When the brown marmorated stink bug invades an area, IPM programs for crops have to be modified, says Flanders.
“This pest has proved to be particularly difficult to control in fruit and vegetable crops, where there are currently few effective pesticides labeled for use against them. On soybeans, edge treatments are proving to be effective. Researchers are looking into short- and long-term ways to effectively control this stink bug species.”
In corn, the marmorated brown stink bug will feed on ears up through and past the dough stage. “Growers may not be able to spray the edges of the corn, but they need to be aware that corn along the edges is probably going to be more low-quality than ever.
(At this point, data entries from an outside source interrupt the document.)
use super::*;
use crate::pipeline::test_utils::{
  assert_exact_cover, face_coverage, solid_box, solid_noise, solid_sphere, RegionFixture,
};
use crate::voxel::quad::quad_faces;

const CAPACITY: u32 = 1 << 16;

#[test]
fn test_box_inside_one_tile_is_six_quads() {
  let fixture = RegionFixture::new(solid_box([1, 1, 1], [7, 6, 5]), CAPACITY);
  fixture.mesh(&GreedyMeshKernel);

  let quads = fixture.quads();
  assert_eq!(quads.len(), 6);
  assert_eq!(fixture.face_count(), 6);
  assert_exact_cover(&quads, &fixture.expected_faces());

  let top = quads.iter().find(|q| q.axis == 2).unwrap();
  assert_eq!(top.pos, [1, 5, 1]);
  assert_eq!(top.size, [6, 4]);
}

#[test]
fn test_sphere_exact_cover_across_tiles() {
  let fixture = RegionFixture::new(solid_sphere([32.0, 30.0, 33.0], 20.0), CAPACITY);
  fixture.mesh(&GreedyMeshKernel);

  let quads = fixture.quads();
  let faces = fixture.expected_faces();
  assert_exact_cover(&quads, &faces);
  assert!(quads.len() < faces.len());
}

#[test]
fn test_scattered_voxels_exact_cover() {
  let fixture = RegionFixture::new(solid_noise(7, 10), 1 << 18);
  fixture.mesh(&GreedyMeshKernel);
  assert_exact_cover(&fixture.quads(), &fixture.expected_faces());
}

#[test]
fn test_tracking_marks_every_face() {
  let fixture = RegionFixture::new(solid_sphere([20.0, 40.0, 12.0], 11.0), CAPACITY);
  fixture.mesh(&GreedyMeshKernel);

  let mut tracked = fixture.tracking_faces();
  let mut expected = fixture.expected_faces();
  tracked.sort_unstable();
  expected.sort_unstable();
  assert_eq!(tracked, expected);
}

#[test]
fn test_second_dispatch_emits_nothing() {
  let fixture = RegionFixture::new(solid_box([3, 9, 17], [40, 20, 30]), CAPACITY);
  fixture.mesh(&GreedyMeshKernel);
  let first = fixture.face_count();

  fixture.mesh(&GreedyMeshKernel);
  assert_eq!(fixture.face_count(), first);
}

#[test]
fn test_full_region_is_six_faces_of_quads() {
  let fixture = RegionFixture::new(|_, _, _| true, CAPACITY);
  fixture.mesh(&GreedyMeshKernel);

  let quads = fixture.quads();
  assert_exact_cover(&quads, &fixture.expected_faces());
  let area: u32 = quads.iter().map(|q| q.area()).sum();
  assert_eq!(area, 6 * 64 * 64);
}

#[test]
fn test_quads_past_capacity_are_dropped() {
  let fixture = RegionFixture::new(solid_noise(3, 20), 16);
  fixture.mesh(&GreedyMeshKernel);

  assert!(fixture.face_count() > 16);
  let quads = fixture.quads();
  assert_eq!(quads.len(), 16);

  let expected: std::collections::HashSet<_> = fixture.expected_faces().into_iter().collect();
  for quad in &quads {
    assert!(quad_faces(quad).all(|f| expected.contains(&f)));
  }
  assert!(face_coverage(&quads).values().all(|&n| n == 1));
}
The edges of corn are not the best anyway. They’re under stress from various things, and that can lead to higher aflatoxin levels. It has been documented that maize weevils like the edges of fields, and now we’re finding that the marmorated brown stink bug also likes the edges of fields. In north Alabama, we might have to start thinking about doing something with the corn on the edges of the fields like segregating it from our more high-quality crop. Spraying the edges of fields has worked on soybeans, but I don’t think that’ll be feasible on the corn.”
Timely harvest more important than ever
Research from 2014 has underscored the importance of timely harvest in corn production, says Flanders.
“We all know that weather conditions and other factors impact this, but we are seeing now more than ever before how important it is to get corn out of the field as soon as possible.”
In a corn survey completed in north Alabama’s Tennessee Valley this past year, researchers found that the corn was for the most part ready to harvest on about Aug. 15.
“While the corn was in the field, there was time for at least one generation if not two of the maize weevil, which is a primary insect pest of stored grain and eats the kernels from the inside out. It is brought in from the field and into the grain bin.”
The survey was real-time evidence that shows how maize weevil populations grow the longer corn is in the field, and it shows how important it is to go ahead and get corn out of the field and not to leave it out any longer than necessary, she says.
“The longer you wait to harvest your corn, the greater the chances are that you’ll be bringing more weevils into those grain bins. So if corn is planted and harvested late, it might be best just to go ahead and take it to the elevator rather than placing it in your grain bin and trying to keep it for a period of time.”